Dataset records ->
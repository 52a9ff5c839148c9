//! 추세 지표 (Trend Indicators).
//!
//! 이동평균 기반의 추세 지표들을 제공합니다.
//! - SMA (Simple Moving Average)
//! - EMA (Exponential Moving Average)
//! - MACD (Moving Average Convergence Divergence)

use rust_decimal::Decimal;
use rust_decimal_macros::dec;
use serde::{Deserialize, Serialize};

use super::{IndicatorError, IndicatorResult};

/// SMA 파라미터.
#[derive(Debug, Clone, Copy, Serialize, Deserialize)]
pub struct SmaParams {
    /// 이동평균 기간.
    pub period: usize,
}

impl Default for SmaParams {
    fn default() -> Self {
        Self { period: 20 }
    }
}

/// EMA 파라미터.
#[derive(Debug, Clone, Copy, Serialize, Deserialize)]
pub struct EmaParams {
    /// 이동평균 기간.
    pub period: usize,
}

impl Default for EmaParams {
    fn default() -> Self {
        Self { period: 12 }
    }
}

/// MACD 파라미터.
#[derive(Debug, Clone, Copy, Serialize, Deserialize)]
pub struct MacdParams {
    /// 단기 EMA 기간 (기본: 12).
    pub fast_period: usize,
    /// 장기 EMA 기간 (기본: 26).
    pub slow_period: usize,
    /// 시그널 라인 기간 (기본: 9).
    pub signal_period: usize,
}

impl Default for MacdParams {
    fn default() -> Self {
        Self {
            fast_period: 12,
            slow_period: 26,
            signal_period: 9,
        }
    }
}

/// MACD 결과.
#[derive(Debug, Clone, Copy, Default, PartialEq, Serialize, Deserialize)]
pub struct MacdResult {
    /// MACD 라인 (단기 EMA - 장기 EMA).
    pub macd: Option<Decimal>,
    /// 시그널 라인 (MACD의 EMA).
    pub signal: Option<Decimal>,
    /// 히스토그램 (MACD - 시그널).
    pub histogram: Option<Decimal>,
}

/// 추세 지표 계산기.
#[derive(Debug, Default)]
pub struct TrendIndicators;

impl TrendIndicators {
    /// 새로운 추세 지표 계산기 생성.
    pub fn new() -> Self {
        Self
    }

    /// 단순 이동평균 (SMA) 계산.
    ///
    /// SMA = (P1 + P2 + ... + Pn) / n
    ///
    /// # 반환
    /// 각 시점의 SMA 값 (처음 period-1개는 None)
    pub fn sma(
        &self,
        prices: &[Decimal],
        params: SmaParams,
    ) -> IndicatorResult<Vec<Option<Decimal>>> {
        let period = params.period;
        validate_window(prices.len(), period)?;

        let period_decimal = Decimal::from(period);
        let mut result = vec![None; period - 1];
        result.reserve(prices.len() + 1 - period);

        // 구간 합을 이동시키며 계산
        let mut window_sum: Decimal = prices[..period].iter().sum();
        result.push(Some(window_sum / period_decimal));

        for i in period..prices.len() {
            window_sum += prices[i] - prices[i - period];
            result.push(Some(window_sum / period_decimal));
        }

        Ok(result)
    }

    /// 지수 이동평균 (EMA) 계산.
    ///
    /// EMA = (현재가 × k) + (이전 EMA × (1 - k)), k = 2 / (period + 1)
    ///
    /// 첫 값은 처음 period개의 SMA로 시작합니다.
    pub fn ema(
        &self,
        prices: &[Decimal],
        params: EmaParams,
    ) -> IndicatorResult<Vec<Option<Decimal>>> {
        let period = params.period;
        validate_window(prices.len(), period)?;

        let multiplier = dec!(2) / Decimal::from(period + 1);
        let mut result = vec![None; period - 1];
        result.reserve(prices.len() + 1 - period);

        let initial_sma: Decimal = prices[..period].iter().sum::<Decimal>() / Decimal::from(period);
        result.push(Some(initial_sma));

        let mut prev_ema = initial_sma;
        for price in prices.iter().skip(period) {
            let ema = (*price * multiplier) + (prev_ema * (Decimal::ONE - multiplier));
            result.push(Some(ema));
            prev_ema = ema;
        }

        Ok(result)
    }

    /// MACD 계산.
    ///
    /// MACD 라인 = 단기 EMA - 장기 EMA
    /// 시그널 라인 = MACD 라인의 EMA
    /// 히스토그램 = MACD 라인 - 시그널 라인
    ///
    /// 라인은 `slow_period`개부터, 시그널은 `slow_period + signal_period - 1`개부터 정의됩니다.
    /// 라인만 계산 가능한 길이에서는 시그널과 히스토그램이 `None`입니다.
    pub fn macd(&self, prices: &[Decimal], params: MacdParams) -> IndicatorResult<Vec<MacdResult>> {
        if params.fast_period >= params.slow_period {
            return Err(IndicatorError::InvalidParameter(format!(
                "단기 기간({})은 장기 기간({})보다 짧아야 합니다",
                params.fast_period, params.slow_period
            )));
        }

        validate_window(prices.len(), params.slow_period)?;

        let fast_ema = self.ema(prices, EmaParams { period: params.fast_period })?;
        let slow_ema = self.ema(prices, EmaParams { period: params.slow_period })?;

        let macd_line: Vec<Option<Decimal>> = fast_ema
            .iter()
            .zip(slow_ema.iter())
            .map(|pair| match pair {
                (Some(fast), Some(slow)) => Some(*fast - *slow),
                _ => None,
            })
            .collect();

        // 시그널 라인 (정의된 MACD 값들의 EMA)
        let macd_values: Vec<Decimal> = macd_line.iter().flatten().copied().collect();
        let signal_ema = match self.ema(&macd_values, EmaParams { period: params.signal_period }) {
            Ok(values) => values,
            Err(IndicatorError::InsufficientData { .. }) => vec![None; macd_values.len()],
            Err(e) => return Err(e),
        };

        let mut result = Vec::with_capacity(prices.len());
        let mut signal_idx = 0;

        for macd_val in macd_line {
            match macd_val {
                Some(m) => {
                    let signal = signal_ema.get(signal_idx).copied().flatten();
                    result.push(MacdResult {
                        macd: Some(m),
                        signal,
                        histogram: signal.map(|s| m - s),
                    });
                    signal_idx += 1;
                }
                None => result.push(MacdResult::default()),
            }
        }

        Ok(result)
    }
}

/// 두 시점의 (단기, 장기) 값으로 골든 크로스 여부를 판정합니다.
///
/// 어느 한 값이라도 정의되지 않으면 `false`.
pub fn is_golden_cross(
    previous: (Option<Decimal>, Option<Decimal>),
    current: (Option<Decimal>, Option<Decimal>),
) -> bool {
    match (previous, current) {
        ((Some(prev_short), Some(prev_long)), (Some(curr_short), Some(curr_long))) => {
            prev_short < prev_long && curr_short > curr_long
        }
        _ => false,
    }
}

/// 윈도우 길이와 데이터 길이를 검증합니다.
pub(crate) fn validate_window(len: usize, period: usize) -> IndicatorResult<()> {
    if period == 0 {
        return Err(IndicatorError::InvalidParameter(
            "기간은 0보다 커야 합니다".to_string(),
        ));
    }

    if len < period {
        return Err(IndicatorError::InsufficientData {
            required: period,
            provided: len,
        });
    }

    Ok(())
}

#[cfg(test)]
mod tests {
    use super::*;
    use rust_decimal_macros::dec;

    fn sample_prices() -> Vec<Decimal> {
        vec![
            dec!(100.0),
            dec!(102.0),
            dec!(101.0),
            dec!(103.0),
            dec!(105.0),
            dec!(104.0),
            dec!(106.0),
            dec!(108.0),
            dec!(107.0),
            dec!(109.0),
        ]
    }

    #[test]
    fn test_sma_basic() {
        let trend = TrendIndicators::new();
        let prices = sample_prices();

        let sma = trend.sma(&prices, SmaParams { period: 3 }).unwrap();

        assert_eq!(sma.len(), prices.len());
        assert!(sma[0].is_none());
        assert!(sma[1].is_none());

        // (100 + 102 + 101) / 3 = 101
        assert_eq!(sma[2], Some(dec!(101)));
        // (107 + 108 + 109) / 3 = 108
        assert_eq!(sma[9], Some(dec!(108)));
    }

    #[test]
    fn test_sma_insufficient_and_zero_period() {
        let trend = TrendIndicators::new();

        let short = trend.sma(&[dec!(1), dec!(2)], SmaParams { period: 20 });
        assert!(matches!(
            short,
            Err(IndicatorError::InsufficientData { required: 20, provided: 2 })
        ));

        let zero = trend.sma(&sample_prices(), SmaParams { period: 0 });
        assert!(matches!(zero, Err(IndicatorError::InvalidParameter(_))));
    }

    #[test]
    fn test_ema_seeded_with_sma() {
        let trend = TrendIndicators::new();
        let prices = sample_prices();

        let ema = trend.ema(&prices, EmaParams { period: 3 }).unwrap();

        assert!(ema[1].is_none());
        assert_eq!(ema[2], Some(dec!(101)));
        // k = 0.5: 103 × 0.5 + 101 × 0.5 = 102
        assert_eq!(ema[3], Some(dec!(102)));
    }

    #[test]
    fn test_macd_basic() {
        let trend = TrendIndicators::new();
        let prices: Vec<Decimal> = (0..50).map(|i| Decimal::from(100 + i)).collect();

        let macd = trend.macd(&prices, MacdParams::default()).unwrap();

        assert_eq!(macd.len(), prices.len());
        assert!(macd[24].macd.is_none());
        assert!(macd[25].macd.is_some());
        assert!(macd[32].signal.is_none());
        assert!(macd[33].signal.is_some());

        // 꾸준한 상승 추세에서는 MACD가 양수
        assert!(macd[49].macd.unwrap() > Decimal::ZERO);
    }

    #[test]
    fn test_macd_line_before_signal_window() {
        let trend = TrendIndicators::new();
        let prices: Vec<Decimal> = (0..30).map(|i| Decimal::from(100 + i)).collect();

        let macd = trend.macd(&prices, MacdParams::default()).unwrap();

        assert_eq!(macd.len(), 30);
        assert!(macd[25].macd.is_some());
        assert!(macd[29].macd.is_some());
        assert!(macd.iter().all(|m| m.signal.is_none() && m.histogram.is_none()));
    }

    #[test]
    fn test_macd_signal_defined_at_slow_plus_signal_minus_one() {
        let trend = TrendIndicators::new();
        let prices: Vec<Decimal> = (0..34).map(|i| Decimal::from(100 + i)).collect();

        let macd = trend.macd(&prices, MacdParams::default()).unwrap();

        assert!(macd[32].signal.is_none());
        assert!(macd[33].signal.is_some());
        assert!(macd[33].histogram.is_some());
    }

    #[test]
    fn test_macd_requires_slow_window() {
        let trend = TrendIndicators::new();
        let prices: Vec<Decimal> = (0..25).map(Decimal::from).collect();

        let result = trend.macd(&prices, MacdParams::default());
        assert!(matches!(
            result,
            Err(IndicatorError::InsufficientData { required: 26, provided: 25 })
        ));
    }

    #[test]
    fn test_golden_cross_detection() {
        assert!(is_golden_cross(
            (Some(dec!(98)), Some(dec!(100))),
            (Some(dec!(101)), Some(dec!(100)))
        ));
        // 이미 위에 있던 경우
        assert!(!is_golden_cross(
            (Some(dec!(101)), Some(dec!(100))),
            (Some(dec!(103)), Some(dec!(100)))
        ));
    }

    #[test]
    fn test_golden_cross_requires_strict_relation() {
        // 동일 값에서 출발하면 크로스로 보지 않음
        assert!(!is_golden_cross(
            (Some(dec!(100)), Some(dec!(100))),
            (Some(dec!(101)), Some(dec!(100)))
        ));
        assert!(!is_golden_cross(
            (None, Some(dec!(100))),
            (Some(dec!(101)), Some(dec!(100)))
        ));
    }
}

Activity ->
Provide a count of the lines in the data above that include the word "InvalidParameter", stating the number alone.

Finished task ->
3